The Militarization of “Officer Friendly”

Remember “Officer Friendly,” the beat cops who were known as “peace officers”? Yeah, not so much anymore.

Let’s check our weaponry: 93,000 machine guns — check! — 533 planes and helicopters — check! 180,000 magazine cartridges — check! 44,000 night-vision goggles — check! 432 mine-resistant ambush-protected vehicles — check! OK, let’s roll!

Only, this is not the U.S. military getting ready to head into battle in a foreign land. It’s our local police departments patrolling our cities, towns and college campuses. Remember “Officer Friendly,” the beat cops who were known as “peace officers” and were counted on to uphold our domestic laws, detect and investigate crimes, and be a helpful, non-threatening presence in our communities? The friendlies have largely been transformed into militarized forces, literally armed with and garbed in war gear and indoctrinated in military psychology, rather than the ethic of community policing.

From 1776 forward, Americans have wisely opposed having soldiers do police work on our soil, but in recent years, Pentagon chiefs have teamed up with police chiefs to circumvent that prohibition. How? Simply by militarizing police departments.

Twenty years ago, Congress created the military transfer program, providing federal grants so chiefs of police and sheriffs could buy surplus firepower from the Pentagon. Through those grants, in a stunningly short time, our local police forces have become high-octane, macho-military units, possessing a large armory of Pentagon freebies ranging from 30-ton tanks to rifle silencers. For ordinary police work, they’ve gone from peacekeeping beats to way over-the-top SWAT team aggression that’s unleashed on the citizenry tens of thousands of times a year. For example, a gung-ho Florida SWAT team raided area barbershops in 2010 to stop the horror of “barbering without a license.” And masked police in Louisiana launched a military raid on a nightclub in order to perform a liquor-law inspection. These were barbers and bartenders, not al-Qaeda or the Taliban.

Militarization is a dangerous and ultimately deadly perversion of the honorable purpose of policing — and it is out of control. The New York Times notes that 38 states have received silencers to use in surreptitious raids. A sheriff in a North Dakota rural county with only 11,000 people told a Times reporter that he saw no need for silencers. When it was pointed out that his department had received 40 of them from the Pentagon, he was clearly baffled, saying: “I don’t recall approving them.”

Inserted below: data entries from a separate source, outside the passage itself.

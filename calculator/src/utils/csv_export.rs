use serde::Serialize;
use std::fs;
use std::io::Write;
use std::path::{Path, PathBuf};
use tracing::info;

use crate::storage::history::HistoryEntry;

#[derive(Debug)]
pub enum ExportError {
    IoError(std::io::Error),
    CsvError(csv::Error),
}

impl From<std::io::Error> for ExportError {
    fn from(err: std::io::Error) -> Self {
        ExportError::IoError(err)
    }
}

impl From<csv::Error> for ExportError {
    fn from(err: csv::Error) -> Self {
        ExportError::CsvError(err)
    }
}

impl std::fmt::Display for ExportError {
    fn fmt(&self, f: &mut std::fmt::Formatter<'_>) -> std::fmt::Result {
        match self {
            ExportError::IoError(e) => write!(f, "IO error: {}", e),
            ExportError::CsvError(e) => write!(f, "CSV error: {}", e),
        }
    }
}

impl std::error::Error for ExportError {}

/// One flattened history entry per CSV row
#[derive(Debug, Serialize)]
struct HistoryRow<'a> {
    id: i64,
    date: &'a str,
    household_size: u32,
    transport: f64,
    electricity: f64,
    diet: f64,
    waste: f64,
    total: f64,
    per_capita: f64,
    level: &'a str,
}

impl<'a> From<&'a HistoryEntry> for HistoryRow<'a> {
    fn from(entry: &'a HistoryEntry) -> Self {
        Self {
            id: entry.id,
            date: &entry.date,
            household_size: entry.household_size,
            transport: entry.breakdown.transport,
            electricity: entry.breakdown.electricity,
            diet: entry.breakdown.diet,
            waste: entry.breakdown.waste,
            total: entry.total,
            per_capita: entry.per_capita,
            level: &entry.level,
        }
    }
}

/// Writes the local history as CSV
pub struct CsvExporter {
    output_path: PathBuf,
}

impl CsvExporter {
    pub fn new(output_path: impl AsRef<Path>) -> Self {
        Self {
            output_path: output_path.as_ref().to_path_buf(),
        }
    }

    pub fn output_path(&self) -> &Path {
        &self.output_path
    }

    pub fn export_history(&self, entries: &[HistoryEntry]) -> Result<usize, ExportError> {
        if let Some(parent) = self.output_path.parent() {
            if !parent.as_os_str().is_empty() {
                fs::create_dir_all(parent)?;
            }
        }

        let file = fs::File::create(&self.output_path)?;
        let rows = write_history(file, entries)?;

        info!(path = %self.output_path.display(), rows, "Exported history to CSV");
        Ok(rows)
    }
}

pub fn write_history<W: Write>(writer: W, entries: &[HistoryEntry]) -> Result<usize, ExportError> {
    let mut csv_writer = csv::Writer::from_writer(writer);

    // Header row even when there is nothing to export
    if entries.is_empty() {
        csv_writer.write_record([
            "id", "date", "household_size", "transport", "electricity",
            "diet", "waste", "total", "per_capita", "level",
        ])?;
    }

    for entry in entries {
        csv_writer.serialize(HistoryRow::from(entry))?;
    }
    csv_writer.flush()?;

    Ok(entries.len())
}

#[cfg(test)]
mod tests {
    use super::*;
    use crate::models::breakdown::CategoryEmissions;

    fn entry() -> HistoryEntry {
        HistoryEntry {
            id: 1_767_225_600_000,
            date: "2026-01-01T00:00:00.000Z".to_string(),
            total: 2984.8,
            per_capita: 1492.4,
            level: "Low".to_string(),
            breakdown: CategoryEmissions { transport: 124.8, electricity: 600.0, diet: 2000.0, waste: 260.0 },
            household_size: 2,
        }
    }

    #[test]
    fn writes_header_and_rows() {
        let mut buffer = Vec::new();
        let rows = write_history(&mut buffer, &[entry()]).unwrap();
        assert_eq!(rows, 1);

        let text = String::from_utf8(buffer).unwrap();
        let mut lines = text.lines();
        assert_eq!(
            lines.next().unwrap(),
            "id,date,household_size,transport,electricity,diet,waste,total,per_capita,level"
        );
        assert_eq!(
            lines.next().unwrap(),
            "1767225600000,2026-01-01T00:00:00.000Z,2,124.8,600.0,2000.0,260.0,2984.8,1492.4,Low"
        );
        assert!(lines.next().is_none());
    }

    #[test]
    fn empty_history_still_has_header() {
        let mut buffer = Vec::new();
        assert_eq!(write_history(&mut buffer, &[]).unwrap(), 0);
        assert!(String::from_utf8(buffer).unwrap().starts_with("id,date,"));
    }

    #[test]
    fn exporter_creates_file() {
        let dir = tempfile::tempdir().unwrap();
        let exporter = CsvExporter::new(dir.path().join("out").join("history.csv"));
        assert_eq!(exporter.export_history(&[entry(), entry()]).unwrap(), 2);
        let text = fs::read_to_string(exporter.output_path()).unwrap();
        assert_eq!(text.lines().count(), 3);
    }
}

From Salinas, California, to Ohio State University, the Pentagon has been shipping massive amounts of surplus war equipment to our local gendarmes. This reflects a fundamental rewiring of the mindset now guiding neighborhood policing. Police chiefs today commonly send out squads brandishing heavy arms and garbed in riot gear for peaceful situations. Recruiting videos now feature high-adrenaline clips of SWAT-team officers dressed in black, hurling flash grenades into a home, and then storming the house, firing automatic weapons. Who wants anyone recruited by that video working their neighborhood?

As a city councilman in rural Wisconsin commented when told his police were getting a 9-foot-tall armored vehicle: “Somebody has to be the first to say, ‘Why are we doing this?'” The New York Times reports that the town’s police chief responded that, “There’s always a possibility of violence.” Really? Who threatens us with such mayhem that every burg needs a war-zone armory and a commando mentality?

Astonishingly, a sheriff’s spokesman in suburban Indianapolis offered this answer: Veterans. The sheriff’s department needed a mine-resistant armored vehicle, he explained, to defend itself against U.S. veterans returning from the Afghanistan war. War veterans, he said, “have the ability and knowledge to build (homemade bombs) and to defeat law enforcement techniques.”

That way of thinking is lame, loopy, insulting, shameful and just plain stupid. Maybe he just forgot to pack his brain when he left for work that day. But I’m afraid it’s a window into the altered mindset of police chiefs and trainers.